-- What is being asked --
In the data below, find every line with the word "usize" and copy it.

Top of Provided material

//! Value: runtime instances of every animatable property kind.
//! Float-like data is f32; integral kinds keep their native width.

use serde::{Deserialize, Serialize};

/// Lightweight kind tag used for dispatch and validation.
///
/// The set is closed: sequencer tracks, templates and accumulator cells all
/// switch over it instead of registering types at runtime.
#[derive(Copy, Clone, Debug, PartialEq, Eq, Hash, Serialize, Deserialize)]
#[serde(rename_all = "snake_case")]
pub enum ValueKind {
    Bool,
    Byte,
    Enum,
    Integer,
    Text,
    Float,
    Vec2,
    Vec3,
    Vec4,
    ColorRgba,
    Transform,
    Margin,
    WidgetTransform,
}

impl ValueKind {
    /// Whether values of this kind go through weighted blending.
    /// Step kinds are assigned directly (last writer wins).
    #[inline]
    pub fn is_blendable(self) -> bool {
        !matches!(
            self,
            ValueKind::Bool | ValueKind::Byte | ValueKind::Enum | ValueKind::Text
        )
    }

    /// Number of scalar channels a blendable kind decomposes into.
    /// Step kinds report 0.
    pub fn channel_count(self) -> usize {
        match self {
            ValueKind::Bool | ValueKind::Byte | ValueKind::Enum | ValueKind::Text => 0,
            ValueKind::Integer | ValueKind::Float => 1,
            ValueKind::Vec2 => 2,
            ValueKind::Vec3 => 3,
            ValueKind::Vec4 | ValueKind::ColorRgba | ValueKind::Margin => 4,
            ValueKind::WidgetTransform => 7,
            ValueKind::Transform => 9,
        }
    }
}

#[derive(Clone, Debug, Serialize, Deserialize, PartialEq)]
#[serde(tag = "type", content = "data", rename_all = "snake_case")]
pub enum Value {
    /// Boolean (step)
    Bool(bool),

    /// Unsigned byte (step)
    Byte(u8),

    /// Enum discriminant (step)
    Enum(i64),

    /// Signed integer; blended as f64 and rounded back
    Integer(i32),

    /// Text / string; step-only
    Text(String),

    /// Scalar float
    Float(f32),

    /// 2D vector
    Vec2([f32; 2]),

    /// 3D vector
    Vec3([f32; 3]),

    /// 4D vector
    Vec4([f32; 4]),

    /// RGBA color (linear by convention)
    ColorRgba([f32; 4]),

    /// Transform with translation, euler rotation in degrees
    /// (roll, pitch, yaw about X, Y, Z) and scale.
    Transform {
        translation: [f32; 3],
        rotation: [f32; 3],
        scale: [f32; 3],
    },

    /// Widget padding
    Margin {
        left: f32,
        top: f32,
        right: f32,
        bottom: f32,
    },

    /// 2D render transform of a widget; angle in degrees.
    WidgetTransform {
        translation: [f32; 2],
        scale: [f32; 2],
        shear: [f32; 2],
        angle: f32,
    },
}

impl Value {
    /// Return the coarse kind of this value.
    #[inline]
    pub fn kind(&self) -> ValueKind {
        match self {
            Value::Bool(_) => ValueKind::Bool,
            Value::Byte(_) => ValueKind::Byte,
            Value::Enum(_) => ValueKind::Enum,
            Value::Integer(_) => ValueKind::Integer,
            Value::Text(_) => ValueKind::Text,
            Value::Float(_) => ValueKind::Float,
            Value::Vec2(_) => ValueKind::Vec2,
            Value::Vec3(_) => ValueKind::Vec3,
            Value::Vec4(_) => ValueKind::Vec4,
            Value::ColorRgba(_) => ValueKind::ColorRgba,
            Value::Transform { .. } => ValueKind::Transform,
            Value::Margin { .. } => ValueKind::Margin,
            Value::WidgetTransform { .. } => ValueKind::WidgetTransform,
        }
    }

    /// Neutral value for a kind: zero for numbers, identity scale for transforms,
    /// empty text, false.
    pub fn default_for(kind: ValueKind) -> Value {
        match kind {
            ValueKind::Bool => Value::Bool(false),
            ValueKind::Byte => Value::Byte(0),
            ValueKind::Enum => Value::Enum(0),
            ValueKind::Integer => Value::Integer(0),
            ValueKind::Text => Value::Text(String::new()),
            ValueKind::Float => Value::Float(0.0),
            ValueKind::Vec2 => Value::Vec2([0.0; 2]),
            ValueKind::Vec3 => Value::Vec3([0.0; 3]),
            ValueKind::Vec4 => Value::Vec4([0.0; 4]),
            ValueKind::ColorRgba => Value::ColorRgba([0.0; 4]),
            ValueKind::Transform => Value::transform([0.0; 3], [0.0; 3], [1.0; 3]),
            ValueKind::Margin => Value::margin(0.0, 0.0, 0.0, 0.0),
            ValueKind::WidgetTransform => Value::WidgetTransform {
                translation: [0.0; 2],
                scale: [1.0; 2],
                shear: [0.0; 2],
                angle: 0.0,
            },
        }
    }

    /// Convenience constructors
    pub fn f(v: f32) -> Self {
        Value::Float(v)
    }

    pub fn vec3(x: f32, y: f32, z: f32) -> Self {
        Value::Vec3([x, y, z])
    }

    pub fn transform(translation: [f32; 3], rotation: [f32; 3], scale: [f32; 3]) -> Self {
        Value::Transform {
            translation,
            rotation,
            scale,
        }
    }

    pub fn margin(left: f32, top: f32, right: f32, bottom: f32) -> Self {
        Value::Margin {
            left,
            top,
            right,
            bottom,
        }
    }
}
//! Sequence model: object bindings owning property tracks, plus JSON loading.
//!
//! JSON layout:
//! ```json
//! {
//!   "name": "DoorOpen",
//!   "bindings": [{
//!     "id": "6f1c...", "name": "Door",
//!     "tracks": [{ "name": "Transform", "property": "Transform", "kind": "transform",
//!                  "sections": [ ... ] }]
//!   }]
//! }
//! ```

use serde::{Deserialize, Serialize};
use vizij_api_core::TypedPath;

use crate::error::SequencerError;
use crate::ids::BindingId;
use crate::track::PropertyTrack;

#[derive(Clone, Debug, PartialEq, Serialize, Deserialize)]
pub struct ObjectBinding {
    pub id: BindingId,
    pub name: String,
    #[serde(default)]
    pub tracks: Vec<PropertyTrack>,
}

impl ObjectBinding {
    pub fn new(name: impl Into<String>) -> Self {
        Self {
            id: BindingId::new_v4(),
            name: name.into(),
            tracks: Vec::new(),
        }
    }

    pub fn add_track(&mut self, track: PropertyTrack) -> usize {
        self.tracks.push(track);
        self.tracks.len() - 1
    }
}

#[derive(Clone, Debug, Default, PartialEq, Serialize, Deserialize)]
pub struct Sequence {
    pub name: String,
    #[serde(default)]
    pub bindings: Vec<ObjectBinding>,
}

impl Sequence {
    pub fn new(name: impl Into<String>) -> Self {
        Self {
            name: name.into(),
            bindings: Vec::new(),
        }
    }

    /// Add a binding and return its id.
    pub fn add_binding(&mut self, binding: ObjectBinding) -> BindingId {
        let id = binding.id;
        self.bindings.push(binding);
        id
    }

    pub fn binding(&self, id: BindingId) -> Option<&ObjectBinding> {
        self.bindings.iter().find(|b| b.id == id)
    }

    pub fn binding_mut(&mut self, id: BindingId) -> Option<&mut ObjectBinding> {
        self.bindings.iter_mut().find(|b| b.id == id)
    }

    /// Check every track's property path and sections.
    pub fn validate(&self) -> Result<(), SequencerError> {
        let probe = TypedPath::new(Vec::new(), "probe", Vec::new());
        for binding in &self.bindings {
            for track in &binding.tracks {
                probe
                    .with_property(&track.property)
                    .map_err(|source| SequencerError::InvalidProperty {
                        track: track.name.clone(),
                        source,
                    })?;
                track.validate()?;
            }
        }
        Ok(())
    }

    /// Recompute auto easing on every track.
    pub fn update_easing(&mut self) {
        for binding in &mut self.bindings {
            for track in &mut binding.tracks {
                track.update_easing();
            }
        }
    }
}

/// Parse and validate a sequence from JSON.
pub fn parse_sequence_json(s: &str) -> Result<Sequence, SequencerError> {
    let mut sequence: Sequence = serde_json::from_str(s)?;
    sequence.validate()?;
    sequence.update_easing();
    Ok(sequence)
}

Bottom of Provided material

-- Solved problem --
    pub fn channel_count(self) -> usize {
    pub fn add_track(&mut self, track: PropertyTrack) -> usize {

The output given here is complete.